Outside of academia, Darius has pursued collaborative opportunities with multiple local and international health organizations. Throughout his time as a graduate student, Darius has worked on a variety of projects ranging from improving community-health programs with UPMC in Pittsburgh to standardizing coordination practices with the International Medical Corps in the Azraq Syrian Refugee Camp.
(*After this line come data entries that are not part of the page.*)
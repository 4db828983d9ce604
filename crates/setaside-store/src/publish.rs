//! Publishing the Parquet file to an object store.

use std::path::Path;

use async_trait::async_trait;
use tracing::info;

use crate::StoreError;

/// Bucket, key and region an upload is sent to.
#[derive(Debug, Clone, PartialEq, Eq)]
pub struct Destination {
    pub bucket: String,
    pub key: String,
    pub region: String,
}

impl Destination {
    pub fn uri(&self) -> String {
        format!("s3://{}/{}", self.bucket, self.key)
    }
}

/// Outcome of [`ObjectStore::ensure_bucket`].
#[derive(Debug, Clone, Copy, PartialEq, Eq)]
pub enum BucketStatus {
    Existed,
    Created,
}

/// Minimal object-store surface needed to publish a file.
#[async_trait]
pub trait ObjectStore: Send + Sync {
    /// Check that `bucket` exists, creating it in `region` if it does not.
    ///
    /// "Already exists" is not an error; every other failure is
    /// [`StoreError::Storage`].
    async fn ensure_bucket(&self, bucket: &str, region: &str) -> Result<BucketStatus, StoreError>;

    /// Upload `local` to `bucket/key`, overwriting any existing object.
    async fn put_file(&self, local: &Path, bucket: &str, key: &str) -> Result<(), StoreError>;
}

/// Ensure the destination bucket exists, then upload `local` to it.
pub async fn publish(
    store: &dyn ObjectStore,
    local: &Path,
    dest: &Destination,
) -> Result<BucketStatus, StoreError> {
    if !local.exists() {
        return Err(StoreError::ParquetNotFound(local.to_path_buf()));
    }

    let status = store.ensure_bucket(&dest.bucket, &dest.region).await?;
    match status {
        BucketStatus::Created => {
            info!(bucket = %dest.bucket, region = %dest.region, "created bucket")
        }
        BucketStatus::Existed => info!(bucket = %dest.bucket, "bucket already exists"),
    }

    store.put_file(local, &dest.bucket, &dest.key).await?;
    info!(local = %local.display(), uri = %dest.uri(), "uploaded file");
    Ok(status)
}
//! NAICS code → industry description lookup.

use std::collections::HashMap;

/// Label given to records whose NAICS code is empty or not in the table.
pub const OTHER_LABEL: &str = "Other";

/// Codes known out of the box. Deployments extend or replace these through
/// configuration rather than code.
const BUILTIN: &[(&str, &str)] = &[
    ("541511", "Custom Computer Programming"),
    ("541512", "Systems Design Services"),
    ("561730", "Landscaping Services"),
];

/// Static mapping from NAICS code to a human-readable label.
#[derive(Debug, Clone, PartialEq, Eq)]
pub struct NaicsTable {
    labels: HashMap<String, String>,
}

impl Default for NaicsTable {
    fn default() -> Self {
        Self::from_map(
            BUILTIN
                .iter()
                .map(|(code, label)| (code.to_string(), label.to_string()))
                .collect(),
        )
    }
}

impl NaicsTable {
    /// Build a table from an explicit code → label map.
    ///
    /// Codes are trimmed so that table keys match trimmed record codes.
    pub fn from_map(labels: HashMap<String, String>) -> Self {
        let labels = labels
            .into_iter()
            .map(|(code, label)| (code.trim().to_string(), label))
            .collect();
        Self { labels }
    }

    /// Describe a code, falling back to [`OTHER_LABEL`].
    pub fn describe(&self, code: &str) -> &str {
        if code.is_empty() {
            return OTHER_LABEL;
        }
        self.labels
            .get(code)
            .map(String::as_str)
            .unwrap_or(OTHER_LABEL)
    }

    pub fn len(&self) -> usize {
        self.labels.len()
    }

    pub fn is_empty(&self) -> bool {
        self.labels.is_empty()
    }
}
//! End-to-end dataset pipeline orchestration.

use std::fs;
use std::path::PathBuf;

use rand::SeedableRng;
use rand::rngs::StdRng;
use tracing::info;

use crate::config::PipelineConfig;
use crate::constants::corpus::{CORPUS_EXTENSION, ORIGINAL_STEM, TRANSFORMED_STEM};
use crate::corpus::{CorpusBuilder, read_corpus_lines};
use crate::errors::PipelineError;
use crate::pairs::{sample_window_pairs, shuffle_file_lines, write_pairs};
use crate::splits::{SplitLabel, split_windows};
use crate::transform::NoiseInjector;

/// Counts reported by a completed pipeline run.
#[derive(Clone, Copy, Debug)]
pub struct DatasetSummary {
    /// Lines written to the original corpus.
    pub records: usize,
    /// Lines written to the transformed corpus.
    pub transformed_records: usize,
    /// Pairs written per split, in window order (train, test, valid).
    pub split_pairs: [(SplitLabel, usize); 3],
}

/// Drives corpus construction, pairing, and split generation end to end.
///
/// Stages run sequentially: original corpus, transformed corpus, then the
/// three split files. Any stage failure propagates and halts the run; there
/// is no retry and no rollback.
pub struct DatasetPipeline {
    config: PipelineConfig,
}

impl DatasetPipeline {
    /// Create a pipeline from configuration.
    pub fn new(config: PipelineConfig) -> Self {
        Self { config }
    }

    /// Run the whole pipeline and report the resulting counts.
    pub fn run(&self) -> Result<DatasetSummary, PipelineError> {
        let ratios = self.config.ratios.normalized()?;
        let mut rng = match self.config.seed {
            Some(seed) => StdRng::seed_from_u64(seed),
            None => StdRng::from_os_rng(),
        };
        fs::create_dir_all(&self.config.out_dir)?;

        let builder = CorpusBuilder::new(&self.config.data_dir);
        let original_path = self.corpus_path(ORIGINAL_STEM);
        let transformed_path = self.corpus_path(TRANSFORMED_STEM);

        let records = builder.build_corpus(&original_path, None, &mut rng)?;
        let injector = NoiseInjector::new(self.config.transform_probability);
        let transformed_records =
            builder.build_corpus(&transformed_path, Some(&injector), &mut rng)?;

        let originals = read_corpus_lines(&original_path)?;
        let transformed = read_corpus_lines(&transformed_path)?;

        let windows = split_windows(originals.len(), ratios)?;
        let mut split_pairs = [(SplitLabel::Train, 0usize); 3];
        for (slot, (label, window)) in split_pairs.iter_mut().zip(windows) {
            let pairs = sample_window_pairs(&originals, &transformed, window, &mut rng)?;
            let path = self.config.out_dir.join(label.filename());
            write_pairs(&path, &pairs)?;
            shuffle_file_lines(&path, &mut rng)?;
            info!(
                split = %label,
                pairs = pairs.len(),
                path = %path.display(),
                "split written"
            );
            *slot = (label, pairs.len());
        }

        Ok(DatasetSummary {
            records,
            transformed_records,
            split_pairs,
        })
    }

    fn corpus_path(&self, stem: &str) -> PathBuf {
        self.config
            .out_dir
            .join(format!("{stem}.{CORPUS_EXTENSION}"))
    }
}
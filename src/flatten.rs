//! Record flattening into canonical corpus lines.
//!
//! Flattening is a pure function of the record: no randomness, and token
//! groups always appear in the fixed order id, names, telecoms, gender,
//! birthDate, deceasedDateTime, addresses, maritalStatus. That stable order
//! is what lets line `i` of the original corpus and line `i` of the
//! transformed corpus describe the same source record.

use crate::constants::flatten::{
    BIRTH_DATE_FORMAT, COL_TOKEN, DECEASED_DATE_FORMAT, FIELD_ADDRESS, FIELD_BIRTH_DATE,
    FIELD_DECEASED, FIELD_GENDER, FIELD_ID, FIELD_MARITAL_STATUS, FIELD_NAME, FIELD_TELECOM,
    VAL_TOKEN,
};
use crate::record::{AddressEntry, NameEntry, PatientFields, TelecomEntry};
use crate::types::FlatLine;

/// Serialize every field of `patient` into one canonical corpus line.
pub fn flatten_patient<P: PatientFields + ?Sized>(patient: &P) -> FlatLine {
    assemble_line(patient, patient.id(), &collect_names(patient.names()))
}

/// Assemble a full line from an identifier and a pre-rendered names segment.
///
/// Owns the fixed field order shared by the original and transformed
/// corpora; the transformer substitutes its own identifier and names but
/// never touches the other fields.
pub(crate) fn assemble_line<P: PatientFields + ?Sized>(
    patient: &P,
    id: &str,
    names: &str,
) -> FlatLine {
    let mut line = String::new();
    line.push_str(&field_token(FIELD_ID, &[id]));
    line.push_str(names);
    line.push_str(&collect_telecoms(patient.telecoms()));
    line.push_str(&field_token(FIELD_GENDER, &[patient.gender().unwrap_or("")]));
    let birth = patient
        .birth_date()
        .map(|date| date.format(BIRTH_DATE_FORMAT).to_string())
        .unwrap_or_default();
    line.push_str(&field_token(FIELD_BIRTH_DATE, &[&birth]));
    let deceased = patient
        .deceased_date_time()
        .map(|timestamp| timestamp.format(DECEASED_DATE_FORMAT).to_string())
        .unwrap_or_default();
    line.push_str(&field_token(FIELD_DECEASED, &[&deceased]));
    line.push_str(&collect_addresses(patient.addresses()));
    line.push_str(&field_token(
        FIELD_MARITAL_STATUS,
        &[patient.marital_status_text().unwrap_or("")],
    ));
    line
}

/// Render the default `prefix given family` token for every name entry.
pub fn collect_names(names: &[NameEntry]) -> String {
    let mut out = String::new();
    for (idx, name) in names.iter().enumerate() {
        out.push_str(&name_token(
            idx,
            &[
                name.prefix.as_deref().unwrap_or(""),
                name.given.as_deref().unwrap_or(""),
                &name.family,
            ],
        ));
    }
    out
}

/// Render one indexed name token from already-ordered values.
pub(crate) fn name_token(index: usize, values: &[&str]) -> String {
    field_token(&format!("{FIELD_NAME}{index}"), values)
}

fn collect_telecoms(telecoms: &[TelecomEntry]) -> String {
    let mut out = String::new();
    for (idx, telecom) in telecoms.iter().enumerate() {
        out.push_str(&field_token(
            &format!("{FIELD_TELECOM}{idx}"),
            &[
                telecom.system.as_deref().unwrap_or(""),
                telecom.value.as_deref().unwrap_or(""),
                telecom.usage.as_deref().unwrap_or(""),
            ],
        ));
    }
    out
}

fn collect_addresses(addresses: &[AddressEntry]) -> String {
    let mut out = String::new();
    for (idx, address) in addresses.iter().enumerate() {
        out.push_str(&field_token(
            &format!("{FIELD_ADDRESS}{idx}"),
            &[
                address.line.as_deref().unwrap_or(""),
                address.city.as_deref().unwrap_or(""),
                address.state.as_deref().unwrap_or(""),
                address.postal_code.as_deref().unwrap_or(""),
                address.country.as_deref().unwrap_or(""),
            ],
        ));
    }
    out
}

fn field_token(field: &str, values: &[&str]) -> String {
    let mut token = format!("{COL_TOKEN} {field} {VAL_TOKEN}");
    for value in values {
        token.push(' ');
        token.push_str(value);
    }
    token.push(' ');
    token
}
Through his dissertation research and continued collaboration with health organizations, Darius aims to identify areas of intervention that can help address and ameliorate social determinants of health in the lives of refugees and other groups marginalized by social, political, or health inequities.

 

Degrees and Education

Tufts University - Medford, MA | Sep. 2006 – May 2010
BA in Anthropology with a minor in Philosophy

Awards

Social Science Research Council International Dissertation Research Fellowship (2019-2020)
David L. Boren Fellowship (2018-2019)
Andrew Mellon Predoctoral Fellow (2016-2017)
Awarded Foreign Language and Area Studies (FLAS) Fellow (2016-17) (Declined)
Dietrich School of Arts and Sciences Diversity Fellow (Summer 2016)
Foreign Language and Area Studies (FLAS) Fellow (2015-16)
Fred C. Bruhns Memorial Award Winner (Summer 2015)
K. Leroy Irvis Fellow (2014-15)
University of Pittsburgh Graduate Expo Outstanding Presenter Award (2015)

Deborah Neidich

Deborah Neidich studies the bioarchaeology of Bavaria, Germany.  Her current research uses a combination of biochemical, archaeological, and paleopathological methods to study the relationship between migration and identity building during the Migration Period (ca. 375/376-700 CE).

Degrees and Education

BA - Anthropology - Illinois State University (2012)
MS - Archaeology - Illinois State University (2014)

Allison Gremba

Allison Gremba is a doctoral student in Biological Anthropology at the University of Pittsburgh. She started the program in 2012, after taking a break after receiving her Master of Science in Forensic Science and Law in 2008. During those four years, Allison was a research technician at an Ear, Nose and Throat research lab. This research provided a well-rounded clinical background in middle ear anatomy, and disease etiology and pathogenesis, which laid the foundation for her dissertation research. Allison’s dissertation research hypothesizes that there is a direct relationship between middle ear disease prevalence, defined by mastoid process hypopneumatization, and an increase in environmental stress over time, to establish mastoid process hypopneumatization as an osseous developmental stress marker. Her research question developed out of a drive to understand how the environment can affect disease processes, how it is reflected within the body, and what it can tell us about past populations.

Degrees and Education

MS - Forensic Science and Law - Duquesne University, Pittsburgh (2008)
BS – Biology - Duquesne University, Pittsburgh (2007)

Lauren Krishnamurti

I am a social and cultural anthropologist with interests in medical and psychological anthropology. I am specifically interested in the phenomenology of self-death, the biopolitics of suicide prevention, and the entanglement of both these things within the U.S. mental health care system. My dissertation research focuses on suicide and prevention efforts in Oahu, Hawaii. Among other things, my project examines how public health institutions shape knowledge on suicide and how that knowledge is (re)produced and lived within communities considered to be “at risk.” Prior to beginning my PhD, I worked for five years as a data analyst for mental health researchers at UPMC.